Wed, Mar 18, 2009 - Page 5 News List

Malaysian opposition leader charged with sedition

AP , KUALA LUMPUR

A Malaysian opposition leader was charged with sedition yesterday for allegedly insulting a royal figure, a day after his son was suspended from parliament for calling the next prime minister a murderer.

The opposition expressed fears the government was on a political witch hunt.

Karpal Singh pleaded innocent to the charge of insulting Sultan Azlan Shah of the northern Perak state on Feb. 6 during a news conference.

“Obviously it is politically motivated. There can be no doubt about that,” Singh, chairman of the opposition Democratic Action Party, told reporters before entering court.

Singh, a member of parliament and prominent lawyer, was freed on bail. No date has been set for the trial.

The charge stems from a tussle for power in Perak, which used to be governed by a three-party alliance that includes the Democratic Action Party, following the elections in March last year. Earlier this year, however, three of its Perak state legislators defected, tipping the balance in favor of the ruling National Front coalition.

The sultan of Perak then fired the alliance’s administration and asked the National Front to lead the state. The sultans are hereditary and titular rulers of nine of Malaysia’s 13 states. They play a largely ceremonial role in politics.

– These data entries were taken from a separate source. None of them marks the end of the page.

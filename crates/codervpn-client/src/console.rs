//! Interactive debug console.
//!
//! Reads one command per line from stdin, sends it to the service and
//! prints the reply. Pushes from the service are printed as they arrive.

use std::io::BufRead;
use std::str::FromStr;
use std::sync::Arc;

use codervpn_core::{TaskError, join_cancellable};
use codervpn_protocol::{
    ClientMessage, ServiceMessage, StartProgress, StartProgressStage, StartRequest, Status,
};
use codervpn_speaker::Inbound;
use tokio::sync::mpsc;
use tokio_util::sync::CancellationToken;
use tracing::{debug, warn};

use crate::error::{ClientError, ClientResult};
use crate::session::VpnClient;

const HELP: &str = "\
commands:
  start <url> <token>   bring the tunnel up
  stop                  bring the tunnel down
  status                show the service status
  help                  show this message
  quit                  leave the console";

/// A parsed console line.
#[derive(Debug, Clone, PartialEq, Eq)]
pub enum ConsoleCommand {
    Start { url: String, token: String },
    Stop,
    Status,
    Help,
    Quit,
}

impl FromStr for ConsoleCommand {
    type Err = String;

    fn from_str(line: &str) -> Result<Self, Self::Err> {
        let mut words = line.split_whitespace();
        let Some(verb) = words.next() else {
            return Err("empty command".to_string());
        };
        let args: Vec<&str> = words.collect();

        let command = match (verb.to_ascii_lowercase().as_str(), args.as_slice()) {
            ("start", [url, token]) => Self::Start {
                url: url.to_string(),
                token: token.to_string(),
            },
            ("start", _) => return Err("usage: start <url> <token>".to_string()),
            ("stop", []) => Self::Stop,
            ("status", []) => Self::Status,
            ("help" | "?", []) => Self::Help,
            ("quit" | "exit", []) => Self::Quit,
            ("stop" | "status" | "help" | "?" | "quit" | "exit", _) => {
                return Err(format!("`{}` takes no arguments", verb));
            }
            _ => return Err(format!("unknown command `{}`, try `help`", verb)),
        };
        Ok(command)
    }
}

/// Renders a status for the console.
pub fn format_status(status: &Status) -> String {
    let mut out = format!("status: {}", status.lifecycle);
    if let Some(ref err) = status.error_message {
        out.push_str(&format!(" (error: {})", err));
    }
    if let Some(ref peers) = status.peer_update {
        out.push_str(&format!(
            ", {} workspaces, {} agents",
            peers.upserted_workspaces.len(),
            peers.upserted_agents.len()
        ));
    }
    out
}

fn format_progress(progress: &StartProgress) -> String {
    let stage = match progress.stage {
        StartProgressStage::Initializing => "initializing",
        StartProgressStage::Downloading => "downloading",
        StartProgressStage::Finalizing => "finalizing",
    };
    match &progress.download {
        Some(download) => match download.bytes_total {
            Some(total) => format!(
                "progress: {} {}/{} bytes",
                stage, download.bytes_written, total
            ),
            None => format!("progress: {} {} bytes", stage, download.bytes_written),
        },
        None => format!("progress: {}", stage),
    }
}

/// Renders a push from the service.
pub fn format_push(push: &ServiceMessage) -> String {
    match push {
        ServiceMessage::Status(status) => format!("[push] {}", format_status(status)),
        ServiceMessage::StartProgress(progress) => format!("[push] {}", format_progress(progress)),
        other => format!("[push] {:?}", other),
    }
}

/// Runs the console on stdin until `quit`, end of input or Ctrl-C.
pub async fn run_console(client: VpnClient) -> ClientResult<()> {
    let (tx, rx) = mpsc::channel(16);
    // Blocking reads, kept off the runtime.
    std::thread::spawn(move || {
        for line in std::io::stdin().lock().lines() {
            let Ok(line) = line else { break };
            if tx.blocking_send(line).is_err() {
                break;
            }
        }
    });

    println!("{}", HELP);
    run_console_with(client, rx).await
}

/// Runs the console on the given line source.
pub async fn run_console_with(
    mut client: VpnClient,
    lines: mpsc::Receiver<String>,
) -> ClientResult<()> {
    let pushes = client
        .take_pushes()
        .ok_or_else(|| ClientError::Connection("push stream already taken".to_string()))?;
    let client = Arc::new(client);
    let token = CancellationToken::new();

    let result = join_cancellable(
        token,
        [
            ConsoleTask::Input(Arc::clone(&client), lines),
            ConsoleTask::Pushes(pushes),
            ConsoleTask::Interrupt,
        ]
        .map(|task| move |token: CancellationToken| task.run(token)),
    )
    .await;

    client.speaker().dispose().await;

    match result {
        Ok(_) => Ok(()),
        Err(TaskError::Failed(err)) => Err(err),
        Err(TaskError::Panicked(msg)) => Err(ClientError::Io(std::io::Error::other(format!(
            "console task panicked: {}",
            msg
        )))),
        Err(TaskError::Aborted) => Err(ClientError::Connection("console aborted".to_string())),
    }
}

enum ConsoleTask {
    Input(Arc<VpnClient>, mpsc::Receiver<String>),
    Pushes(Inbound<ClientMessage>),
    Interrupt,
}

impl ConsoleTask {
    async fn run(self, token: CancellationToken) -> ClientResult<()> {
        let result = match self {
            Self::Input(client, lines) => read_commands(&client, lines, &token).await,
            Self::Pushes(pushes) => print_pushes(pushes, &token).await,
            Self::Interrupt => wait_interrupt(&token).await,
        };
        token.cancel();
        result
    }
}

async fn read_commands(
    client: &VpnClient,
    mut lines: mpsc::Receiver<String>,
    token: &CancellationToken,
) -> ClientResult<()> {
    loop {
        let line = tokio::select! {
            biased;
            _ = token.cancelled() => return Ok(()),
            line = lines.recv() => line,
        };
        let Some(line) = line else {
            debug!("console input closed");
            return Ok(());
        };
        if line.trim().is_empty() {
            continue;
        }

        let command = match line.parse::<ConsoleCommand>() {
            Ok(command) => command,
            Err(err) => {
                println!("{}", err);
                continue;
            }
        };

        let outcome = tokio::select! {
            biased;
            _ = token.cancelled() => return Ok(()),
            outcome = execute(client, command) => outcome,
        };
        match outcome {
            Ok(Some(output)) => println!("{}", output),
            Ok(None) => return Ok(()),
            Err(ClientError::Speaker(err)) if err.is_terminal() => {
                return Err(ClientError::Speaker(err));
            }
            Err(err) => println!("error: {}", err),
        }
    }
}

/// Runs one command. Returns `None` when the console should exit.
async fn execute(client: &VpnClient, command: ConsoleCommand) -> ClientResult<Option<String>> {
    let output = match command {
        ConsoleCommand::Start { url, token } => {
            client.start(StartRequest::new(url, token)).await?;
            "start: ok".to_string()
        }
        ConsoleCommand::Stop => {
            client.stop().await?;
            "stop: ok".to_string()
        }
        ConsoleCommand::Status => format_status(&client.status().await?),
        ConsoleCommand::Help => HELP.to_string(),
        ConsoleCommand::Quit => return Ok(None),
    };
    Ok(Some(output))
}

async fn print_pushes(
    mut pushes: Inbound<ClientMessage>,
    token: &CancellationToken,
) -> ClientResult<()> {
    loop {
        let push = tokio::select! {
            biased;
            _ = token.cancelled() => return Ok(()),
            push = pushes.recv() => push,
        };
        match push {
            Some(push) => println!("{}", format_push(push.message())),
            None => {
                warn!("service closed the connection");
                return Err(ClientError::Connection(
                    "service closed the connection".to_string(),
                ));
            }
        }
    }
}

async fn wait_interrupt(token: &CancellationToken) -> ClientResult<()> {
    tokio::select! {
        _ = token.cancelled() => Ok(()),
        signal = tokio::signal::ctrl_c() => {
            signal?;
            debug!("interrupted");
            Ok(())
        }
    }
}

#[cfg(test)]
mod tests {
    use codervpn_protocol::{DownloadProgress, Lifecycle, PeerUpdate, StartResponse};

    use super::*;

    #[test]
    fn parse_commands() {
        assert_eq!(
            "start https://coder.example.com abc".parse::<ConsoleCommand>(),
            Ok(ConsoleCommand::Start {
                url: "https://coder.example.com".to_string(),
                token: "abc".to_string(),
            })
        );
        assert_eq!("  STOP ".parse::<ConsoleCommand>(), Ok(ConsoleCommand::Stop));
        assert_eq!("status".parse::<ConsoleCommand>(), Ok(ConsoleCommand::Status));
        assert_eq!("?".parse::<ConsoleCommand>(), Ok(ConsoleCommand::Help));
        assert_eq!("exit".parse::<ConsoleCommand>(), Ok(ConsoleCommand::Quit));
    }

    #[test]
    fn parse_errors() {
        assert!("".parse::<ConsoleCommand>().is_err());
        assert!(
            "start https://x"
                .parse::<ConsoleCommand>()
                .unwrap_err()
                .contains("usage")
        );
        assert!(
            "stop now"
                .parse::<ConsoleCommand>()
                .unwrap_err()
                .contains("no arguments")
        );
        assert!(
            "launch"
                .parse::<ConsoleCommand>()
                .unwrap_err()
                .contains("unknown command")
        );
    }

    #[test]
    fn status_rendering() {
        assert_eq!(format_status(&Status::new(Lifecycle::Stopped)), "status: stopped");

        let status = Status {
            lifecycle: Lifecycle::Started,
            error_message: None,
            peer_update: Some(PeerUpdate::default()),
        };
        assert_eq!(
            format_status(&status),
            "status: started, 0 workspaces, 0 agents"
        );

        let failed = Status {
            lifecycle: Lifecycle::Stopped,
            error_message: Some("boom".to_string()),
            peer_update: None,
        };
        assert_eq!(format_status(&failed), "status: stopped (error: boom)");
    }

    #[test]
    fn push_rendering() {
        let progress = StartProgress {
            stage: StartProgressStage::Downloading,
            download: Some(DownloadProgress {
                bytes_written: 10,
                bytes_total: Some(100),
            }),
        };
        assert_eq!(
            format_push(&ServiceMessage::StartProgress(progress)),
            "[push] progress: downloading 10/100 bytes"
        );
        assert_eq!(
            format_push(&ServiceMessage::StartProgress(StartProgress::stage(
                StartProgressStage::Finalizing
            ))),
            "[push] progress: finalizing"
        );
        assert!(format_push(&ServiceMessage::Start(StartResponse::ok())).starts_with("[push] "));
    }

    #[cfg(unix)]
    #[tokio::test]
    async fn console_runs_commands_until_quit() {
        use std::time::Duration;

        use codervpn_server::{LoopbackService, ServerConfig, ServiceHost, SocketServer};
        use codervpn_speaker::SpeakerConfig;

        use crate::transport::Endpoint;

        let dir = tempfile::tempdir().unwrap();
        let path = dir.path().join("vpn.sock");
        let listener = SocketServer::new(ServerConfig::new(&path)).await.unwrap();
        let service = LoopbackService::new().with_step_delay(Duration::from_millis(1));
        let host = Arc::new(ServiceHost::new(service, SpeakerConfig::default()));
        let shutdown = CancellationToken::new();
        let stop = shutdown.clone();
        let server = tokio::spawn(async move {
            host.serve(&listener, stop.cancelled_owned()).await.unwrap();
        });

        let client = VpnClient::connect(&Endpoint::UnixSocket(path), Duration::from_secs(5))
            .await
            .unwrap();
        let (tx, rx) = mpsc::channel(8);
        for line in ["status", "bogus", "start https://coder.example.com t", "stop", "quit"] {
            tx.send(line.to_string()).await.unwrap();
        }

        tokio::time::timeout(Duration::from_secs(5), run_console_with(client, rx))
            .await
            .unwrap()
            .unwrap();

        shutdown.cancel();
        server.await.unwrap();
    }

    #[cfg(unix)]
    #[tokio::test]
    async fn console_ends_when_input_closes() {
        use std::time::Duration;

        use codervpn_server::{LoopbackService, ServerConfig, ServiceHost, SocketServer};
        use codervpn_speaker::SpeakerConfig;

        use crate::transport::Endpoint;

        let dir = tempfile::tempdir().unwrap();
        let path = dir.path().join("vpn.sock");
        let listener = SocketServer::new(ServerConfig::new(&path)).await.unwrap();
        let host = Arc::new(ServiceHost::new(
            LoopbackService::new(),
            SpeakerConfig::default(),
        ));
        let shutdown = CancellationToken::new();
        let stop = shutdown.clone();
        let server = tokio::spawn(async move {
            host.serve(&listener, stop.cancelled_owned()).await.unwrap();
        });

        let client = VpnClient::connect(&Endpoint::UnixSocket(path), Duration::from_secs(5))
            .await
            .unwrap();
        let (tx, rx) = mpsc::channel(1);
        drop(tx);

        tokio::time::timeout(Duration::from_secs(5), run_console_with(client, rx))
            .await
            .unwrap()
            .unwrap();

        shutdown.cancel();
        server.await.unwrap();
    }
}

Prosecutors said Singh insulted the sultan and committed sedition by questioning the sultan’s mandate to appoint a new administration without for calling a vote of confidence in the state parliament.

Singh had said the sultan could be sued for his actions.

Anwar Ibrahim, who leads the opposition three-party alliance, said the charge against Singh marked the beginning of a government crackdown on the resurgent opposition, which made substantive gains in the March 8 elections.

“I believe that they [the government] will go on a witch hunt against the opposition leaders,” Anwar told reporters at the court.

“This is a malicious prosecution,” he said.

Anwar said Singh was merely giving his legal opinion about the sultan’s powers.

According to Malaysian law, any act that provokes hatred, contempt or disaffection against a state ruler is considered sedition, a crime punishable by up to three years in prison.

On Monday, Singh’s son, Gobind Singh Deo, was suspended from parliament for one year because he called Deputy Prime Minister Najib Razak a murderer in connection with the 2006 slaying of a Mongolian woman. Najib is scheduled to take over as prime minister early next month.